EXERCISE: Scan the entries below and return each line that contains "PgDatabaseTransaction".

=== INFORMATION ===

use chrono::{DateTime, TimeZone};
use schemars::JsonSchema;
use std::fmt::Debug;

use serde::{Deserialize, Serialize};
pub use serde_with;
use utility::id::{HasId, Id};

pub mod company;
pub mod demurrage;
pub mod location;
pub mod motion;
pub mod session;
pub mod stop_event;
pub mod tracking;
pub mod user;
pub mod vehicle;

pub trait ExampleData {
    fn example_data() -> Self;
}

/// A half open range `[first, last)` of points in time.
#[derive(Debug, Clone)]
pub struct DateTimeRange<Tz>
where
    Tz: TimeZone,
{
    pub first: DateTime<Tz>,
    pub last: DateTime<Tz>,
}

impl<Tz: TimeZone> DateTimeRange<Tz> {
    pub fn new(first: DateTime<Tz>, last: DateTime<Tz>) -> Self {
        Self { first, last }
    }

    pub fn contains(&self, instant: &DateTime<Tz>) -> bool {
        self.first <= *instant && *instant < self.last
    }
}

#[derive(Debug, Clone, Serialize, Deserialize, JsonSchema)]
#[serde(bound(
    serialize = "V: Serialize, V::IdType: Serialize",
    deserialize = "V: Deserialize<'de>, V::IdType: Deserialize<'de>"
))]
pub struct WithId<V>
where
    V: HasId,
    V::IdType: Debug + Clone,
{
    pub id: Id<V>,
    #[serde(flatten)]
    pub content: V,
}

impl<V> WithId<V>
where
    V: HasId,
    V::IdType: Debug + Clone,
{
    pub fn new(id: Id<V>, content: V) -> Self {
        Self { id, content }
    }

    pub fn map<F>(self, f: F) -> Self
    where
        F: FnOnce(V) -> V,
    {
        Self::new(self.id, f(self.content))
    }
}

===
=== INFORMATION ===

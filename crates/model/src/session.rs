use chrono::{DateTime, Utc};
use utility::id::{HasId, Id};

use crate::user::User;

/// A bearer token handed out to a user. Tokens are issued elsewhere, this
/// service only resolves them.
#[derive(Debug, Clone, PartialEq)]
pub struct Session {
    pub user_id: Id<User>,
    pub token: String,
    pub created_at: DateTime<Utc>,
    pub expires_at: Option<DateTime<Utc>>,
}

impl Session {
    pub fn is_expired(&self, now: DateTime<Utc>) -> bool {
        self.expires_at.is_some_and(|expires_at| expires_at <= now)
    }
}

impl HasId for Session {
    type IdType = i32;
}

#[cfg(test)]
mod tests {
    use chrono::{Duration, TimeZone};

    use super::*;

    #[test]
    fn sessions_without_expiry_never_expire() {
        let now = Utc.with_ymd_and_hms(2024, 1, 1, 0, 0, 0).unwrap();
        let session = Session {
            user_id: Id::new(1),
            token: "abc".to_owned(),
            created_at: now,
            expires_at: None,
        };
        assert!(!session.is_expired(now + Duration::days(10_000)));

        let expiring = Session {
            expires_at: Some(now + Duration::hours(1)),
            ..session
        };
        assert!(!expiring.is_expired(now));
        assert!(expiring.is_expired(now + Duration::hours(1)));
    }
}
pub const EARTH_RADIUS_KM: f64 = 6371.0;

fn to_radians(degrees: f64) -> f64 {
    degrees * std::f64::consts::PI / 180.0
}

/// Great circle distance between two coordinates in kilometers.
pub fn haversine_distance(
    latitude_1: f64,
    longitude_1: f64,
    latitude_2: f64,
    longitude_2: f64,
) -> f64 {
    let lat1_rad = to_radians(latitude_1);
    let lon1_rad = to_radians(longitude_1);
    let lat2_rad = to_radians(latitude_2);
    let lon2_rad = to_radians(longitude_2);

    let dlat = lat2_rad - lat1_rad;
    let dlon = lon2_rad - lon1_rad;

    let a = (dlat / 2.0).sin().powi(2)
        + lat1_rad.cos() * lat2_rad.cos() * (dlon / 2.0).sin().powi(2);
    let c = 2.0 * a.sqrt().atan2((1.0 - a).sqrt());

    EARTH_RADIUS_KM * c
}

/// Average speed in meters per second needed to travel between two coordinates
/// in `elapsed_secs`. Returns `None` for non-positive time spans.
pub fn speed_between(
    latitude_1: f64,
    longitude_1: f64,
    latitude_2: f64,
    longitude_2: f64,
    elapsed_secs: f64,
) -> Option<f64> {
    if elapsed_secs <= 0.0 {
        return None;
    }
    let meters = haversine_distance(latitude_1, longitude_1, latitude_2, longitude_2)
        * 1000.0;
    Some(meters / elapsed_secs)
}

===
=== INFORMATION ===

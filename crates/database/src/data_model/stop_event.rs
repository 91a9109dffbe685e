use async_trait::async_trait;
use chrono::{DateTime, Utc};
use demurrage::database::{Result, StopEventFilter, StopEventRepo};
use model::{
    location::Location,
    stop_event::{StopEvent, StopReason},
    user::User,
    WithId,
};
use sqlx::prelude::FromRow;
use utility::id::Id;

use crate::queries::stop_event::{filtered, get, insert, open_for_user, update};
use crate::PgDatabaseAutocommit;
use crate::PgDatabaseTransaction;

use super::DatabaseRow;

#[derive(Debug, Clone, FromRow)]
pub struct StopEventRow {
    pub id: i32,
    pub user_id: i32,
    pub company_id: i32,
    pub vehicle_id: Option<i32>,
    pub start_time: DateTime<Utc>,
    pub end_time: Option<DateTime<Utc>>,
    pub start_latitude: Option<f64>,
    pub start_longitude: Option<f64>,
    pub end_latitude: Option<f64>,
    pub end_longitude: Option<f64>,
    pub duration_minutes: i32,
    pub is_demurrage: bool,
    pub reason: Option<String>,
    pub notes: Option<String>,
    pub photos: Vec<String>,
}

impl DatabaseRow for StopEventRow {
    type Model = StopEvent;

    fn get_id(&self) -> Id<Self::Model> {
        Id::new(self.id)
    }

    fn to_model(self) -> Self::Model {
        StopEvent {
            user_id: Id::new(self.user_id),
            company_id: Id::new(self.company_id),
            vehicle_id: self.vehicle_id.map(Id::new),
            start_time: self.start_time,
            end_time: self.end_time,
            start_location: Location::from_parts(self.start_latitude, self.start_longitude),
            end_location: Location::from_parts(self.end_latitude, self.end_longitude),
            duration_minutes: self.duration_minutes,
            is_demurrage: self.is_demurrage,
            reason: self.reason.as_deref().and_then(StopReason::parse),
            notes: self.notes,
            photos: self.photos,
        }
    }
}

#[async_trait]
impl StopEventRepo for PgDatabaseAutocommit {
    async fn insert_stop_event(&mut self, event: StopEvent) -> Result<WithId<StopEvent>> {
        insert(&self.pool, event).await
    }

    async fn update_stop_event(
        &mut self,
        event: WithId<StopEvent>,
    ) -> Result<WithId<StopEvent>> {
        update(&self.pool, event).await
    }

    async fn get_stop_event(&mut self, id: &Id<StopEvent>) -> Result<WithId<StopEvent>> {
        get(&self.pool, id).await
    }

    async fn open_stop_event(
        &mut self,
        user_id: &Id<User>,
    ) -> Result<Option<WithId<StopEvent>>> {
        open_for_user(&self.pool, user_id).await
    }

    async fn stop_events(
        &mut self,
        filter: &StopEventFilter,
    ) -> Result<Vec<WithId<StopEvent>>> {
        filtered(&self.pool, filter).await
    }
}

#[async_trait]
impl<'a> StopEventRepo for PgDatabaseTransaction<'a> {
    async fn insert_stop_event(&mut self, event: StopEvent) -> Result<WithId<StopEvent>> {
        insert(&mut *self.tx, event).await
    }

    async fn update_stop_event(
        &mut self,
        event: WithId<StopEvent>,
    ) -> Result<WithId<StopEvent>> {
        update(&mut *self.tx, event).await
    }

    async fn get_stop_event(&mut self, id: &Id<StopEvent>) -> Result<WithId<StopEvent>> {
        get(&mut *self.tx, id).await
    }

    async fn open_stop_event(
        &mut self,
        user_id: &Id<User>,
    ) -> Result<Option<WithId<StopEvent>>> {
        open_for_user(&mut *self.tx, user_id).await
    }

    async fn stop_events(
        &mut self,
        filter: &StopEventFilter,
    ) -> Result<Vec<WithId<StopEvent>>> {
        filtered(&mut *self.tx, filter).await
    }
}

===

THE COMPLETED TASK:
use crate::PgDatabaseTransaction;
impl<'a> StopEventRepo for PgDatabaseTransaction<'a> {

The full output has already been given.